Manfred Gerstenfeld
A la fin de la sixième semaine de la campagne électorale, le dirigeant du nouveau parti Israël Résilience, Benny Gantz a finalement parlé en public de son programme politique. Cet ancien commandant en chef de l’armée israélienne a déclaré qu’il vise le poste de prochain premier Ministre. Gantz s’est exprimé devant une foule impressionnante au Centre d’Exposition de Tel Aviv. Il y a été accueilli au chant de “Révolution” et de “Qui arrive? Le prochain Premier Ministre![1]“. De nos jours, les élections en Israël se focalisent sur les personnalités des candidats bien plus que sur leur programme.
Un slogan récurrent de cette rencontre disait : “Il n’y a plus ni droite ni gauche, mais Israël avant tout”. Dans ces élections, comme dans la précédente, la paix avec les Palestiniens n’est pas réellement un enjeu. C’est principalement parce que les Palestiniens ne donnent pas plus d’indication qu’ils seraient enclins à négocier en vue d’instaurer la paix. Malgré cela, Gantz a déclaré qu’il tenterait de faire avancer le processus de paix. Sur les questions sécuritaires, il a déclaré qu’il renforcerait les blocs d’implantation, que la Vallée du Jourdain demeurerait la frontière sécuritaire d’Israël, et qu’Israël ne renoncerait jamais aux Hauteurs du Golan[2].
Un autre message que Gantz a relaté concerne son intention de combattre la corruption. Plus important pour la suite, il a déclaré que son parti ne se joindrait pas à un gouvernement Netanyahou si ce dernier était inculpé. Gantz a souligné qu’un premier Ministre ne peut pas rester en poste s’il est mis en examen. Il a aussi tenu à remarquer que s’il devait diriger le gouvernement, il mettrait un terme à “l’incitation contre l’institution judiciaire et la presse[3]“.
L’engagement de Gantz de ne pas se joindre à un gouvernement Netanyahou si ce dernier est inculpé génère la possibilité d’un scénario où Netanyahou n’est pas en mesure de former un gouvernement. Pourtant une autre personne du Likoud pourrait se trouver en position de le faire.
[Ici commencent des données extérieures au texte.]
use std::process::ExitCode;

use camino::Utf8PathBuf;
use clap::{Args, Parser, Subcommand};
use miette::IntoDiagnostic;
use tracing_subscriber::EnvFilter;

use psh_painel::config::{ConfigLoader, ConfigOverrides, ResolvedConfig};
use psh_painel::domain::DatasetName;
use psh_painel::error::PainelError;
use psh_painel::fetch::{FetchAction, FetchGuard, FetchOutcome};
use psh_painel::filter::{FilterSelection, FilterStage};
use psh_painel::output::{JsonOutput, OutputMode, StderrProgress, SummaryReport};
use psh_painel::remote::HttpRemoteSource;
use psh_painel::session::{ProgressSink, Session};
use psh_painel::store::Store;
use psh_painel::tui::Tui;

#[derive(Parser)]
#[command(name = "psh-painel")]
#[command(about = "Painel de diagnóstico de microbacias do Programa de Segurança Hídrica")]
#[command(version, author)]
struct Cli {
    #[arg(long, global = true)]
    non_interactive: bool,

    /// JSON config file (default: ./psh-painel.json when present)
    #[arg(long, global = true)]
    config: Option<String>,

    /// Directory holding the dataset spreadsheets
    #[arg(long, global = true)]
    data_dir: Option<Utf8PathBuf>,

    #[command(subcommand)]
    command: Option<Commands>,
}

#[derive(Subcommand)]
enum Commands {
    #[command(about = "Print every dashboard tab for a filter combination")]
    Summary(SummaryArgs),
    #[command(about = "Download missing data files from the remote folder")]
    Fetch,
}

#[derive(Args, Default)]
struct SummaryArgs {
    #[arg(long = "bacia")]
    basins: Vec<String>,

    #[arg(long = "manancial")]
    springs: Vec<String>,

    #[arg(long = "manancial-numero")]
    spring_numbers: Vec<String>,

    #[arg(long = "nome-manancial")]
    spring_names: Vec<String>,
}

impl SummaryArgs {
    fn filters(&self) -> FilterSelection {
        FilterSelection::new()
            .with(FilterStage::Basin, self.basins.iter().cloned())
            .with(FilterStage::Spring, self.springs.iter().cloned())
            .with(FilterStage::SpringNumber, self.spring_numbers.iter().cloned())
            .with(FilterStage::SpringName, self.spring_names.iter().cloned())
    }
}

fn main() -> ExitCode {
    if let Err(report) = run() {
        eprintln!("{report:?}");
        if let Some(err) = report.downcast_ref::<PainelError>() {
            return ExitCode::from(map_exit_code(err));
        }
        return ExitCode::from(1);
    }
    ExitCode::SUCCESS
}

fn map_exit_code(error: &PainelError) -> u8 {
    match error {
        PainelError::MissingDataFiles(_)
        | PainelError::BaseDatasetMissing(_)
        | PainelError::MissingBaseColumns { .. } => 2,
        PainelError::RemoteHttp(_)
        | PainelError::RemoteStatus { .. }
        | PainelError::NotAnArchive(_) => 3,
        _ => 1,
    }
}

fn run() -> miette::Result<()> {
    tracing_subscriber::fmt()
        .with_env_filter(EnvFilter::from_default_env())
        .with_target(false)
        .with_writer(std::io::stderr)
        .init();

    let cli = Cli::parse();
    let output_mode = if cli.non_interactive {
        OutputMode::NonInteractive
    } else {
        OutputMode::Interactive
    };

    let mut overrides = ConfigOverrides::from_env();
    overrides.data_dir = cli.data_dir;
    let config = ConfigLoader::resolve(cli.config.as_deref(), overrides)?;
    tracing::debug!(data_dir = %config.data_dir, source = %config.remote.folder_url, "configuration resolved");

    match cli.command {
        Some(Commands::Summary(args)) => run_summary(config, &args, output_mode),
        Some(Commands::Fetch) => run_fetch(config, output_mode),
        None => match output_mode {
            OutputMode::Interactive => run_dashboard(config),
            OutputMode::NonInteractive => {
                run_summary(config, &SummaryArgs::default(), output_mode)
            }
        },
    }
}

fn run_dashboard(config: ResolvedConfig) -> miette::Result<()> {
    let remote = HttpRemoteSource::new(&config.remote)?;
    let mut tui = Tui::new();
    tui.run(move |sink| Session::open(config, remote, sink))
}

fn run_summary(
    config: ResolvedConfig,
    args: &SummaryArgs,
    output_mode: OutputMode,
) -> miette::Result<()> {
    let remote = HttpRemoteSource::new(&config.remote)?;
    let data_dir = config.data_dir.to_string();
    let sink = progress_sink(output_mode);
    let mut session = Session::open(config, remote, sink)?;
    session.set_filters(args.filters())?;
    let dashboard = session.dashboard();
    let report = SummaryReport::new(&data_dir, session.outcome(), &dashboard);
    JsonOutput::print_summary(&report).into_diagnostic()?;
    Ok(())
}

fn run_fetch(config: ResolvedConfig, output_mode: OutputMode) -> miette::Result<()> {
    let remote = HttpRemoteSource::new(&config.remote)?;
    let store = Store::new(config.data_dir.clone());
    let outcome = FetchGuard::new().ensure(
        &store,
        &DatasetName::ALL,
        &remote,
        progress_sink(output_mode),
    )?;
    match output_mode {
        OutputMode::NonInteractive => JsonOutput::print_fetch(&outcome).into_diagnostic()?,
        OutputMode::Interactive => print_fetch_summary(&outcome),
    }
    Ok(())
}

fn progress_sink(output_mode: OutputMode) -> &'static dyn ProgressSink {
    match output_mode {
        OutputMode::Interactive => &StderrProgress,
        OutputMode::NonInteractive => &JsonOutput,
    }
}

fn print_fetch_summary(outcome: &FetchOutcome) {
    let green = "\x1b[32m";
    let yellow = "\x1b[33m";
    let cyan = "\x1b[36m";
    let reset = "\x1b[0m";

    println!("{cyan}PSH painel: dados em {}{reset}", outcome.data_dir);
    match outcome.action {
        FetchAction::AlreadyPresent => {
            println!("{green}Todos os arquivos de dados já estão presentes{reset}");
        }
        FetchAction::Downloaded => {
            if let Some(source) = &outcome.source {
                println!("{cyan}Origem: {source}{reset}");
            }
            println!(
                "{green}Arquivos baixados: {}{reset}",
                outcome.downloaded.len()
            );
            for file in &outcome.downloaded {
                println!("{green}  {file}{reset}");
            }
            if !outcome.unavailable.is_empty() {
                println!(
                    "{yellow}Não disponíveis na origem: {}{reset}",
                    outcome.unavailable.join(", ")
                );
            }
        }
    }
}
C’est d’autant plus réaliste que le Ministre des Finances Moshe Kahlon a aussi déclaré que son parti Kulanu ne se joindrait pas à un gouvernement Netanyahou s’il est mis en examen.
L’ancien chef d’Etat-Major de Tsahal, Moshe Ya’alon, qui a été le premier Ministre de la Défense dans le gouvernement Netanyahou sortant, ainsi que son petit parti Telem ont rejoint Gantz. Netanyahu a réagi au discours de Gantz sur Twitter en disant : “Un autre discours de Lapid [Yesh Atid]. Ceux qui disent qu’ils ne sont ni de droite ni de gauche, sont en réalité de Gauche[4].
L’ancien commissaire de la Police Israélienne, Roni Alcheich, a déclaré lors d’une conférence de l’Institut d’Etudes sur la Sécurité Nationale, qu’il ne peut pas imaginer une situation où Netanyahou ne serait pas inculpé pour accusations de corruption[5].
Les décisions politiques au cours d’une campagne électorale sont souvent interprétées – que ce soit vrai ou faux – comme liées au cadre des élections à venir (dans un but électoraliste). Netanyahou a annoncé qu’Israël ne renouvellerait pas le mandat de la Présence Temporaire Internationale à Hébron (TIPH) à la fin janvier. Depuis 22 ans, 64 observateurs civils internationaux d’Italie, de Norvège, de Suède,de Suisse et de Turquie ont agi dans le cadre de ce mandat renouvelé tous les six mois, par Israël et l’Autorité Palestinienne[6].
L’essentiel de la campagne se déroule sur les réseaux sociaux et se trouve ainsi très fragmentée. Dans ces partis où se tiendront des primaires, les candidats mènent des campagnes individuelles pour obtenir une place sur la liste. Les nouveaux partis n’organisent en général pas de primaires, pas plus que les partis ultra-orthodoxes. Même si Yesh Atid conduit sa troisième campagne, il ne provoque pas non plus de primaires. La conséquence est qu’il n’y aura probablement pas plus de la moitié de ceux qui seront élus à la Knesset, qui auront été choisis grâce à des primaires entre les membres de leur propre parti.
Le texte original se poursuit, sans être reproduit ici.